[WHAT TO PRODUCE]: The required answer is a copy of each line in the entries below that includes "FxHashSet".

[RECORDS SUPPLIED]:
= Beginning of Section =
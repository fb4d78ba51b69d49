//! Board history grid
//!
//! A `JudgementGrid` is the structured form of the puzzle's persisted
//! board: one row per submitted guess, each row exactly [`WORD_LENGTH`]
//! graded cells, with `None` standing in for rows not yet played.
//!
//! The grid is rebuilt from persisted state on every validation pass and
//! never mutated in place. Validators do not walk the rows themselves;
//! they consume the derived facts exposed by [`JudgementGrid::absent_letters`]
//! and [`JudgementGrid::facts`].

use super::WORD_LENGTH;
use super::judgement::{Cell, Judgement};
use rustc_hash::FxHashSet;

/// A (letter, position) constraint derived from a graded cell
///
/// Transient: extracted fresh inside each validation pass, never stored.
#[derive(Debug, Clone, Copy, PartialEq, Eq, Hash)]
pub struct LetterFact {
    /// ASCII uppercase letter
    pub letter: u8,
    /// Board column the judgement applies to (0-based)
    pub position: usize,
}

/// Ordered rows of graded cells, one per submitted guess
#[derive(Debug, Clone, PartialEq, Eq, Default)]
pub struct JudgementGrid {
    rows: Vec<Option<[Cell; WORD_LENGTH]>>,
}

impl JudgementGrid {
    /// Build a grid by zipping board letters and judgements index-for-index
    ///
    /// `board_rows` holds the typed letters one string per row; `evaluation_rows`
    /// holds the parallel verdicts, with `None` for rows not yet played. Rows
    /// are zipped positionally; matching shapes are the storage collaborator's
    /// contract and are not validated here.
    ///
    /// # Panics
    /// Panics if a graded row is narrower than [`WORD_LENGTH`].
    #[must_use]
    pub fn from_parts(board_rows: &[String], evaluation_rows: &[Option<Vec<Judgement>>]) -> Self {
        let rows = evaluation_rows
            .iter()
            .enumerate()
            .map(|(row_index, evaluation_row)| {
                evaluation_row.as_ref().map(|judgements| {
                    let cells: Vec<Cell> = board_rows[row_index]
                        .bytes()
                        .zip(judgements.iter().copied())
                        .map(|(letter, judgement)| Cell::new(letter, judgement))
                        .collect();

                    cells
                        .try_into()
                        .expect("storage contract: graded rows are five cells wide")
                })
            })
            .collect();

        Self { rows }
    }

    /// All rows, played or not
    #[inline]
    #[must_use]
    pub fn rows(&self) -> &[Option<[Cell; WORD_LENGTH]>] {
        &self.rows
    }

    /// Number of rows that have been played and graded
    #[must_use]
    pub fn rows_known(&self) -> usize {
        self.rows.iter().filter(|row| row.is_some()).count()
    }

    /// True when no graded rows exist
    #[must_use]
    pub fn is_empty(&self) -> bool {
        self.rows_known() == 0
    }

    /// The set of letters judged [`Judgement::Absent`] anywhere on the board
    #[must_use]
    pub fn absent_letters(&self) -> FxHashSet<u8> {
        let mut letters = FxHashSet::default();
        for row in self.rows.iter().flatten() {
            for cell in row {
                if cell.judgement() == Judgement::Absent {
                    letters.insert(cell.letter());
                }
            }
        }
        letters
    }

    /// All (letter, position) facts carrying the given judgement
    ///
    /// Duplicate facts from repeated guesses collapse to one entry.
    #[must_use]
    pub fn facts(&self, judgement: Judgement) -> Vec<LetterFact> {
        let mut seen = FxHashSet::default();
        let mut facts = Vec::new();

        for row in self.rows.iter().flatten() {
            for (position, cell) in row.iter().enumerate() {
                if cell.judgement() != judgement {
                    continue;
                }

                let fact = LetterFact {
                    letter: cell.letter(),
                    position,
                };
                if seen.insert(fact) {
                    facts.push(fact);
                }
            }
        }

        facts
    }
}

#[cfg(test)]
mod tests {
    use super::*;

    fn grid_fixture() -> JudgementGrid {
        // Row 0: A absent, B present, C correct, D absent, E absent
        // Row 1: not yet played
        let board_rows = vec!["abcde".to_string(), String::new()];
        let evaluation_rows = vec![
            Some(vec![
                Judgement::Absent,
                Judgement::Present,
                Judgement::Correct,
                Judgement::Absent,
                Judgement::Absent,
            ]),
            None,
        ];
        JudgementGrid::from_parts(&board_rows, &evaluation_rows)
    }

    #[test]
    fn from_parts_zips_letters_with_judgements() {
        let grid = grid_fixture();
        let row = grid.rows()[0].unwrap();

        assert_eq!(row[0].letter(), b'A');
        assert_eq!(row[0].judgement(), Judgement::Absent);
        assert_eq!(row[2].letter(), b'C');
        assert_eq!(row[2].judgement(), Judgement::Correct);
    }

    #[test]
    fn from_parts_keeps_unplayed_rows_empty() {
        let grid = grid_fixture();

        assert_eq!(grid.rows().len(), 2);
        assert!(grid.rows()[1].is_none());
        assert_eq!(grid.rows_known(), 1);
    }

    #[test]
    fn empty_grid_has_no_facts() {
        let grid = JudgementGrid::default();

        assert!(grid.is_empty());
        assert!(grid.absent_letters().is_empty());
        assert!(grid.facts(Judgement::Correct).is_empty());
        assert!(grid.facts(Judgement::Present).is_empty());
    }

    #[test]
    fn all_null_rows_count_as_empty() {
        let board_rows = vec![String::new(), String::new()];
        let evaluation_rows = vec![None, None];
        let grid = JudgementGrid::from_parts(&board_rows, &evaluation_rows);

        assert!(grid.is_empty());
        assert_eq!(grid.rows().len(), 2);
    }

    #[test]
    fn absent_letters_collects_across_row() {
        let grid = grid_fixture();
        let absent = grid.absent_letters();

        assert_eq!(absent.len(), 3);
        assert!(absent.contains(&b'A'));
        assert!(absent.contains(&b'D'));
        assert!(absent.contains(&b'E'));
        assert!(!absent.contains(&b'B'));
        assert!(!absent.contains(&b'C'));
    }

    #[test]
    fn facts_filters_by_judgement() {
        let grid = grid_fixture();

        let correct = grid.facts(Judgement::Correct);
        assert_eq!(
            correct,
            vec![LetterFact {
                letter: b'C',
                position: 2
            }]
        );

        let present = grid.facts(Judgement::Present);
        assert_eq!(
            present,
            vec![LetterFact {
                letter: b'B',
                position: 1
            }]
        );
    }

    #[test]
    fn facts_dedupe_repeated_judgements() {
        // Same letter judged present at the same spot in two rows
        let board_rows = vec!["bxxxx".to_string(), "byyyy".to_string()];
        let judgements = |first: Judgement| {
            Some(vec![
                first,
                Judgement::Absent,
                Judgement::Absent,
                Judgement::Absent,
                Judgement::Absent,
            ])
        };
        let evaluation_rows = vec![judgements(Judgement::Present), judgements(Judgement::Present)];
        let grid = JudgementGrid::from_parts(&board_rows, &evaluation_rows);

        let present = grid.facts(Judgement::Present);
        assert_eq!(
            present,
            vec![LetterFact {
                letter: b'B',
                position: 0
            }]
        );
    }

    #[test]
    fn grid_uppercases_board_letters() {
        let board_rows = vec!["crane".to_string()];
        let evaluation_rows = vec![Some(vec![Judgement::Absent; 5])];
        let grid = JudgementGrid::from_parts(&board_rows, &evaluation_rows);

        let absent = grid.absent_letters();
        assert!(absent.contains(&b'C'));
        assert!(absent.contains(&b'E'));
        assert!(!absent.contains(&b'c'));
    }

    #[test]
    #[should_panic(expected = "storage contract")]
    fn short_board_row_breaks_the_shape_contract() {
        let board_rows = vec!["abc".to_string()];
        let evaluation_rows = vec![Some(vec![Judgement::Absent; 5])];
        let _ = JudgementGrid::from_parts(&board_rows, &evaluation_rows);
    }
}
= End of Section =
[RESPONSE TO THE TASK]:
use rustc_hash::FxHashSet;
    pub fn absent_letters(&self) -> FxHashSet<u8> {
        let mut letters = FxHashSet::default();
        let mut seen = FxHashSet::default();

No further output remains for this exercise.